* DESCRIPTION OF THE TASK *
The answer must consist of every line below that holds the word "embedded".

* Dataset entries *
━━━━━━

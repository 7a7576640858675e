//! # Digest Primitive Seam
//!
//! `DigestPrimitive` is the boundary to the external cryptographic
//! transform: create a context, reinitialize it, absorb bytes, finalize to
//! N bytes. The engine never sees anything else of the primitive.
//!
//! `AlgorithmContext` is the closed set of compiled-in contexts, one variant
//! per [`HashAlgorithm`]. Adding an algorithm means adding a variant here and
//! in `HashAlgorithm`; the handle's shape does not change.

use hashgate_core::{HashAlgorithm, HasherError};
use sha2::{Digest as _, Sha256};

/// An incremental digest context.
pub trait DigestPrimitive: Send + std::fmt::Debug {
    /// Allocate a context for `algorithm`.
    fn new_context(algorithm: HashAlgorithm) -> Result<Self, HasherError>
    where
        Self: Sized;

    /// The algorithm this context computes.
    fn algorithm(&self) -> HashAlgorithm;

    /// Digest length in bytes.
    fn output_size(&self) -> usize;

    /// Discard absorbed input and start a fresh computation.
    fn reinit(&mut self) -> Result<(), HasherError>;

    /// Feed bytes into the computation.
    fn absorb(&mut self, data: &[u8]) -> Result<(), HasherError>;

    /// Write the digest into the front of `out` and return the number of
    /// bytes written.
    fn finalize_into(&mut self, out: &mut [u8]) -> Result<usize, HasherError>;
}

/// SHA-256 over the RustCrypto `sha2` implementation.
#[derive(Debug, Clone, Default)]
pub struct Sha256Primitive {
    inner: Sha256,
}

impl DigestPrimitive for Sha256Primitive {
    fn new_context(algorithm: HashAlgorithm) -> Result<Self, HasherError> {
        match algorithm {
            HashAlgorithm::Sha256 => Ok(Self::default()),
        }
    }

    fn algorithm(&self) -> HashAlgorithm {
        HashAlgorithm::Sha256
    }

    fn output_size(&self) -> usize {
        <Sha256 as sha2::Digest>::output_size()
    }

    fn reinit(&mut self) -> Result<(), HasherError> {
        self.inner.reset();
        Ok(())
    }

    fn absorb(&mut self, data: &[u8]) -> Result<(), HasherError> {
        self.inner.update(data);
        Ok(())
    }

    fn finalize_into(&mut self, out: &mut [u8]) -> Result<usize, HasherError> {
        let size = self.output_size();
        let Some(dest) = out.get_mut(..size) else {
            return Err(HasherError::BufferTooSmall {
                needed: size,
                available: out.len(),
            });
        };
        dest.copy_from_slice(&self.inner.finalize_reset());
        Ok(size)
    }
}

/// One context per compiled-in algorithm.
#[derive(Debug, Clone)]
pub enum AlgorithmContext {
    /// SHA-256 context.
    Sha256(Sha256Primitive),
}

impl DigestPrimitive for AlgorithmContext {
    fn new_context(algorithm: HashAlgorithm) -> Result<Self, HasherError> {
        match algorithm {
            HashAlgorithm::Sha256 => Sha256Primitive::new_context(algorithm).map(Self::Sha256),
        }
    }

    fn algorithm(&self) -> HashAlgorithm {
        match self {
            Self::Sha256(ctx) => ctx.algorithm(),
        }
    }

    fn output_size(&self) -> usize {
        match self {
            Self::Sha256(ctx) => ctx.output_size(),
        }
    }

    fn reinit(&mut self) -> Result<(), HasherError> {
        match self {
            Self::Sha256(ctx) => ctx.reinit(),
        }
    }

    fn absorb(&mut self, data: &[u8]) -> Result<(), HasherError> {
        match self {
            Self::Sha256(ctx) => ctx.absorb(data),
        }
    }

    fn finalize_into(&mut self, out: &mut [u8]) -> Result<usize, HasherError> {
        match self {
            Self::Sha256(ctx) => ctx.finalize_into(out),
        }
    }
}
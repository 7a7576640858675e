//! # Lines Subcommand
//!
//! Prints `<line number>\t<hex>` for each line of a file. Line numbers
//! start at 1.

use std::io::Write;
use std::path::PathBuf;

use anyhow::Context;
use clap::Args;
use hashgate_engine::{digest_lines, split_lines, Hasher};

use crate::config::HashgateConfig;

/// Arguments for the lines subcommand.
#[derive(Args, Debug)]
pub struct LinesArgs {
    /// File whose lines are digested.
    pub file: PathBuf,
}

/// Execute the lines subcommand.
pub fn run_lines<W: Write>(
    args: &LinesArgs,
    config: &HashgateConfig,
    out: &mut W,
) -> anyhow::Result<u8> {
    let content = std::fs::read(&args.file)
        .with_context(|| format!("failed to read {}", args.file.display()))?;
    let hasher = Hasher::new(config.algorithm)?;
    let (hasher, digests) = digest_lines(hasher, split_lines(&content)).map_err(|(_, err)| err)?;
    for (index, digest) in digests.iter().enumerate() {
        writeln!(out, "{}\t{}", index + 1, digest.to_hex())?;
    }
    hasher.destroy();
    Ok(0)
}
//! # Published Digest Vectors and Incremental Equivalence
//!
//! Checks the guarded handles against the published SHA-256 test vectors
//! and against the `sha2` crate directly for arbitrary input splits.

use hashgate_engine::{DynHasher, HashAlgorithm, Hasher, HasherState, StateView};
use proptest::prelude::*;
use sha2::{Digest as _, Sha256};

const EMPTY_SHA256: &str = "e3b0c44298fc1c149afbf4c8996fb92427ae41e4649b934ca495991b7852b855";
const ABC_SHA256: &str = "ba7816bf8f01cfea414140de5dae2223b00361a396177a9cb410ff61f20015ad";
const TWO_BLOCK_SHA256: &str = "248d6a61d20638b8e5c026930c3e6039a33ce45964ff2167f6ecedd419db06c1";

fn hex(bytes: &[u8]) -> String {
    bytes.iter().map(|b| format!("{b:02x}")).collect()
}

fn dyn_digest(pieces: &[&[u8]]) -> String {
    let mut h = DynHasher::new(HashAlgorithm::Sha256).unwrap();
    for piece in pieces {
        h.update(piece).unwrap();
    }
    h.finish_vec().unwrap().to_hex()
}

#[test]
fn empty_input_digest() {
    assert_eq!(dyn_digest(&[b"".as_slice()]), EMPTY_SHA256);
}

#[test]
fn abc_digest() {
    assert_eq!(dyn_digest(&[b"abc".as_slice()]), ABC_SHA256);
}

#[test]
fn two_block_message_digest() {
    let msg = b"abcdbcdecdefdefgefghfghighijhijkijkljklmklmnlmnomnopnopq";
    assert_eq!(dyn_digest(&[msg.as_slice()]), TWO_BLOCK_SHA256);
    let (head, tail) = msg.split_at(17);
    assert_eq!(dyn_digest(&[head, b"".as_slice(), tail]), TWO_BLOCK_SHA256);
}

#[test]
fn million_a_digest() {
    let chunk = [b'a'; 1000];
    let mut h = Hasher::new(HashAlgorithm::Sha256)
        .unwrap()
        .update(&chunk)
        .unwrap();
    for _ in 1..1000 {
        h.update(&chunk).unwrap();
    }
    let (_, digest) = h.finish().unwrap();
    assert_eq!(
        digest.to_hex(),
        "cdc76e5c9914fb9281a1c7e284d73e67f1809a48a497200e046d39ccc7112cd0"
    );
}

#[test]
fn digest_size_after_create_and_reset() {
    let mut h = DynHasher::new(HashAlgorithm::Sha256).unwrap();
    assert_eq!(h.digest_size(), 32);
    h.update(b"x").unwrap();
    h.finish_vec().unwrap();
    h.reset().unwrap();
    assert_eq!(h.digest_size(), 32);
    assert_eq!(h.state(), HasherState::Reset);
}

#[test]
fn digest_matches_published_hex_through_slice_api() {
    let mut h = DynHasher::new(HashAlgorithm::Sha256).unwrap();
    h.update(b"abc").unwrap();
    let mut out = [0u8; 32];
    h.finish(&mut out).unwrap();
    assert_eq!(hex(&out), ABC_SHA256);
}

proptest! {
    #[test]
    fn reset_round_trip_is_idempotent(data in proptest::collection::vec(any::<u8>(), 0..512)) {
        let mut h = DynHasher::new(HashAlgorithm::Sha256).unwrap();
        h.update(&data).unwrap();
        let first = h.finish_vec().unwrap();
        h.reset().unwrap();
        h.update(&data).unwrap();
        let second = h.finish_vec().unwrap();
        prop_assert_eq!(first, second);
    }

    #[test]
    fn split_updates_equal_whole_update(
        data in proptest::collection::vec(any::<u8>(), 0..512),
        split in any::<prop::sample::Index>(),
    ) {
        let at = split.index(data.len() + 1);
        let (x, y) = data.split_at(at);
        let split_digest = dyn_digest(&[x, y]);
        let whole_digest = dyn_digest(&[data.as_slice()]);
        prop_assert_eq!(&split_digest, &whole_digest);
        prop_assert_eq!(whole_digest, hex(&Sha256::digest(&data)));
    }

    #[test]
    fn typestate_agrees_with_runtime_handle(data in proptest::collection::vec(any::<u8>(), 0..256)) {
        let (_, typed) = Hasher::new(HashAlgorithm::Sha256)
            .unwrap()
            .update(&data)
            .unwrap()
            .finish()
            .unwrap();
        prop_assert_eq!(typed.to_hex(), dyn_digest(&[data.as_slice()]));
    }
}
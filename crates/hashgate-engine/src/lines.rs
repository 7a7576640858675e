//! # Line Digests
//!
//! Digests a sequence of lines with a single reused hasher, so that
//! sequence comparison (e.g. a diff) can compare fixed 32-byte digests
//! instead of arbitrary-length lines.

use hashgate_core::{Digest, HasherError};

use crate::handle::DynHasher;
use crate::primitive::DigestPrimitive;
use crate::typestate::{HandleState, Hasher, Reset};

/// Digest each item of `lines`, reusing `hasher` between items.
///
/// Returns the hasher in `Reset` so the caller can keep using it. On
/// failure the handle is returned as a [`DynHasher`] in whatever state the
/// failing step left it, alongside the error.
pub fn digest_lines<P, I, L>(
    hasher: Hasher<Reset, P>,
    lines: I,
) -> Result<(Hasher<Reset, P>, Vec<Digest>), (DynHasher<P>, HasherError)>
where
    P: DigestPrimitive,
    I: IntoIterator<Item = L>,
    L: AsRef<[u8]>,
{
    let lines = lines.into_iter();
    let mut digests = Vec::new();
    if let Err(err) = digests.try_reserve(lines.size_hint().0) {
        return Err((hasher.into_dyn(), err.into()));
    }

    let mut hasher = hasher;
    for line in lines {
        let working = hasher.update(line.as_ref()).map_err(into_dyn)?;
        let (done, digest) = working.finish().map_err(into_dyn)?;
        digests.push(digest);
        hasher = done.reset().map_err(into_dyn)?;
    }
    tracing::debug!(count = digests.len(), "digested lines");
    Ok((hasher, digests))
}

fn into_dyn<S, P>((hasher, err): (Hasher<S, P>, HasherError)) -> (DynHasher<P>, HasherError)
where
    S: HandleState,
    P: DigestPrimitive,
{
    (hasher.into_dyn(), err)
}

/// Split `content` on `\n`, dropping the empty piece after a trailing
/// newline.
pub fn split_lines(content: &[u8]) -> impl Iterator<Item = &[u8]> {
    let body = content.strip_suffix(b"\n").unwrap_or(content);
    let empty = content.is_empty();
    body.split(|&b| b == b'\n').filter(move |_| !empty)
}
//! # hashgate-engine: Digest Engine
//!
//! Performs incremental digest computation behind lifecycle-guarded
//! handles and translates primitive failures into the stable
//! [`HasherError`](hashgate_core::HasherError) taxonomy.
//!
//! ## Handles
//!
//! - **`Hasher<S>`** (`typestate.rs`): `Reset → Working → Done` encoded in
//!   the type system. Out-of-order calls do not compile.
//!
//! - **`DynHasher`** (`handle.rs`): the same machine checked at runtime.
//!   Out-of-order calls, including any call after `destroy`, abort the
//!   process with a diagnostic naming the actual and expected states.
//!
//! - **Handle-style API** (`api.rs`): `create_hasher`, `update_hasher`,
//!   `finish_hasher`, `reset_hasher`, `destroy_hasher`, `hash_size`,
//!   `error_message` over `DynHasher`.
//!
//! ## Primitive
//!
//! `DigestPrimitive` (`primitive.rs`) is the only boundary to the
//! cryptographic transform. `AlgorithmContext` is the closed set of
//! compiled-in contexts; SHA-256 comes from the RustCrypto `sha2` crate.
//!
//! ## Crate Policy
//!
//! - Contexts are owned by exactly one handle and released exactly once,
//!   on `destroy` or on drop, whichever comes first.
//! - No global mutable state. Every failure is returned by value.
//! - No `unsafe` code.

pub mod api;
pub mod handle;
pub mod lines;
pub mod primitive;
pub mod typestate;

pub use handle::DynHasher;
pub use lines::{digest_lines, split_lines};
pub use primitive::{AlgorithmContext, DigestPrimitive, Sha256Primitive};
pub use typestate::{Done, HandleState, Hasher, Reset, Working};

pub use hashgate_core::{Digest, ErrorCode, HashAlgorithm, HasherError, HasherState};
pub use hashgate_guard::StateView;
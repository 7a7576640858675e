//! # Common Handle Header
//!
//! The state-visible prefix shared by every concrete handle type.

use hashgate_core::{HashAlgorithm, HasherState};

/// The common header embedded first in every handle.
///
/// The algorithm is fixed at construction. The state is only changed
/// through [`HasherHeader::set_state`], which traces every transition.
#[derive(Debug, Clone, Copy, PartialEq, Eq)]
#[repr(C)]
pub struct HasherHeader {
    state: HasherState,
    algorithm: HashAlgorithm,
}

impl HasherHeader {
    /// A header for a freshly allocated handle, in `Uninitialized`.
    pub fn new(algorithm: HashAlgorithm) -> Self {
        Self {
            state: HasherState::Uninitialized,
            algorithm,
        }
    }

    /// Current lifecycle state.
    pub fn state(&self) -> HasherState {
        self.state
    }

    /// The algorithm fixed at creation.
    pub fn algorithm(&self) -> HashAlgorithm {
        self.algorithm
    }

    /// Record a transition. Callers are responsible for having checked the
    /// source state.
    pub fn set_state(&mut self, next: HasherState) {
        tracing::trace!(
            algorithm = %self.algorithm,
            from = self.state.name(),
            to = next.name(),
            "hasher transition"
        );
        self.state = next;
    }
}

/// Read access to a handle's header without knowing its concrete type.
pub trait StateView {
    /// The embedded header.
    fn header(&self) -> &HasherHeader;

    /// Current lifecycle state.
    fn state(&self) -> HasherState {
        self.header().state()
    }

    /// The algorithm fixed at creation.
    fn algorithm(&self) -> HashAlgorithm {
        self.header().algorithm()
    }
}

impl StateView for HasherHeader {
    fn header(&self) -> &HasherHeader {
        self
    }
}
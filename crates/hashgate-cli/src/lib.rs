//! # hashgate-cli: hashgate Command-Line Interface
//!
//! Thin clap front end over the typestate hasher.
//!
//! ## Subcommands
//!
//! - `sum`: digest of each file, one hasher reused across files
//! - `lines`: digest of each line of a file
//! - `compare`: whether two files have the same digest
//!
//! ## Crate Policy
//!
//! - Argument parsing is separated from handlers.
//! - Handlers take the resolved [`HashgateConfig`] and an output sink, and
//!   return the process exit code.

pub mod compare;
pub mod config;
pub mod lines;
pub mod read;
pub mod sum;

pub use config::{ConfigError, HashgateConfig};
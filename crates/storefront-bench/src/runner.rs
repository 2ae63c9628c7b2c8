//! Load runner and result persistence

use crate::{LoadProfile, LoadTestSummary, Sample, Target};
use std::{
    path::{Path, PathBuf},
    sync::Arc,
    time::Instant,
};
use storefront_core::Mode;
use tokio::{sync::Semaphore, task::JoinSet};
use tracing::{debug, info, warn};

/// Drives one target at the profile's arrival rate
pub struct LoadRunner {
    client: reqwest::Client,
    profile: LoadProfile,
}

impl LoadRunner {
    pub fn new(profile: LoadProfile) -> anyhow::Result<Self> {
        let client = reqwest::Client::builder()
            .timeout(profile.request_timeout)
            .build()?;
        Ok(Self { client, profile })
    }

    pub fn profile(&self) -> &LoadProfile {
        &self.profile
    }

    /// Run the full schedule against `target` and summarize it.
    ///
    /// Iterations are started on a fixed interval whether or not earlier
    /// ones finished. When `max_in_flight` requests are outstanding the
    /// iteration is dropped and counted instead of queued.
    pub async fn run(&self, target: &Target) -> anyhow::Result<LoadTestSummary> {
        let planned = self.profile.planned_iterations();
        let url = target.url();
        info!(
            "Starting load test: {} at {}/{:?} for {:?} ({} iterations)",
            target.label(),
            self.profile.rate,
            self.profile.time_unit,
            self.profile.duration,
            planned
        );

        let in_flight = Arc::new(Semaphore::new(self.profile.max_in_flight.max(1)));
        let mut ticker = tokio::time::interval(self.profile.interval());
        let mut tasks = JoinSet::new();
        let mut dropped = 0u64;

        for iteration in 0..planned {
            ticker.tick().await;

            let permit = match in_flight.clone().try_acquire_owned() {
                Ok(permit) => permit,
                Err(_) => {
                    debug!("Iteration {} dropped: {} requests in flight", iteration, self.profile.max_in_flight);
                    dropped += 1;
                    continue;
                }
            };

            let client = self.client.clone();
            let url = url.clone();
            tasks.spawn(async move {
                let sample = send_request(&client, &url).await;
                drop(permit);
                sample
            });
        }

        let mut samples = Vec::with_capacity(planned as usize);
        while let Some(joined) = tasks.join_next().await {
            match joined {
                Ok(sample) => samples.push(sample),
                Err(e) => warn!("Load test task failed: {}", e),
            }
        }

        if dropped > 0 {
            warn!("{} iterations dropped at the in-flight ceiling", dropped);
        }

        let summary = LoadTestSummary::from_samples(target.label(), target.params.mode, &samples, dropped);
        info!(
            "Load test {} completed: {} requests, p95 = {:.1}ms, checks passed = {:.1}%",
            summary.name,
            summary.requests,
            summary.p95_ms,
            summary.check_rate * 100.0
        );
        Ok(summary)
    }
}

/// One GET against the endpoint, timed from send to full body
async fn send_request(client: &reqwest::Client, url: &str) -> Sample {
    let start = Instant::now();
    match client.get(url).send().await {
        Ok(response) => {
            let status = response.status().as_u16();
            let cached = match response.json::<serde_json::Value>().await {
                Ok(body) => body["cached"].as_bool().unwrap_or(false),
                Err(e) => {
                    debug!("Unreadable response body from {}: {}", url, e);
                    false
                }
            };
            Sample {
                latency: start.elapsed(),
                status: Some(status),
                cached,
            }
        }
        Err(e) => {
            debug!("Request to {} failed: {}", url, e);
            Sample {
                latency: start.elapsed(),
                status: None,
                cached: false,
            }
        }
    }
}

/// Write `results_<ts>.json` and `report_<ts>.md` into `output_dir`
pub fn save_results(
    output_dir: impl AsRef<Path>,
    summaries: &[LoadTestSummary],
) -> anyhow::Result<(PathBuf, PathBuf)> {
    let output_dir = output_dir.as_ref();
    std::fs::create_dir_all(output_dir)?;
    let timestamp = chrono::Utc::now().format("%Y%m%d_%H%M%S");

    let json_path = output_dir.join(format!("results_{}.json", timestamp));
    std::fs::write(&json_path, serde_json::to_string_pretty(summaries)?)?;
    info!("Results saved to {:?}", json_path);

    let md_path = output_dir.join(format!("report_{}.md", timestamp));
    std::fs::write(&md_path, generate_markdown_report(summaries))?;
    info!("Report saved to {:?}", md_path);

    Ok((json_path, md_path))
}

/// Markdown table of the summaries, with a before/after comparison when both are present
pub fn generate_markdown_report(summaries: &[LoadTestSummary]) -> String {
    let mut report = String::new();

    report.push_str(&format!(
        "# Storefront Load Test Report\n\nGenerated: {}\n\n",
        chrono::Utc::now().format("%Y-%m-%d %H:%M:%S UTC")
    ));

    report.push_str("## Results\n\n");
    report.push_str("| Run | Requests | Passed | Failed | Dropped | Cached | Min | Mean | p95 | Max |\n");
    report.push_str("|-----|----------|--------|--------|---------|--------|-----|------|-----|-----|\n");

    for summary in summaries {
        report.push_str(&format!(
            "| {} | {} | {} | {} | {} | {} | {:.2}ms | {:.2}ms | {:.2}ms | {:.2}ms |\n",
            summary.name,
            summary.requests,
            summary.succeeded,
            summary.failed,
            summary.dropped,
            summary.cached,
            summary.min_ms,
            summary.mean_ms,
            summary.p95_ms,
            summary.max_ms,
        ));
    }

    if let Some(speedup) = p95_speedup(summaries) {
        report.push_str(&format!("\n## Comparison\n\np95 before / after: {:.2}x\n", speedup));
    }

    report
}

/// Ratio of the first `before` run's p95 to the first `after` run's p95
pub fn p95_speedup(summaries: &[LoadTestSummary]) -> Option<f64> {
    let before = summaries.iter().find(|s| s.mode == Mode::Before)?;
    let after = summaries.iter().find(|s| s.mode == Mode::After)?;
    (after.p95_ms > 0.0).then(|| before.p95_ms / after.p95_ms)
}

#[cfg(test)]
mod tests {
    use super::*;

    fn summary(mode: Mode, p95_ms: f64) -> LoadTestSummary {
        LoadTestSummary {
            name: mode.to_string(),
            mode,
            requests: 10,
            succeeded: 10,
            failed: 0,
            dropped: 0,
            cached: 0,
            min_ms: 1.0,
            mean_ms: p95_ms / 2.0,
            p95_ms,
            max_ms: p95_ms,
            check_rate: 1.0,
        }
    }

    #[test]
    fn test_p95_speedup() {
        let summaries = vec![summary(Mode::Before, 120.0), summary(Mode::After, 4.0)];
        assert_eq!(p95_speedup(&summaries), Some(30.0));
        assert_eq!(p95_speedup(&summaries[..1]), None);
        assert_eq!(p95_speedup(&[summary(Mode::Before, 1.0), summary(Mode::After, 0.0)]), None);
    }

    #[test]
    fn test_report_lists_every_run() {
        let report = generate_markdown_report(&[summary(Mode::Before, 120.0), summary(Mode::After, 4.0)]);
        assert!(report.starts_with("# Storefront Load Test Report"));
        assert!(report.contains("| before | 10 |"));
        assert!(report.contains("| after | 10 |"));
        assert!(report.contains("30.00x"));
    }

    #[test]
    fn test_runner_builds_client() {
        let runner = LoadRunner::new(LoadProfile::default()).unwrap();
        assert_eq!(runner.profile().rate, 10);
    }
}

━━━━━━

* FINISHED EXERCISE *
/// The common header embedded first in every handle.
    /// The embedded header.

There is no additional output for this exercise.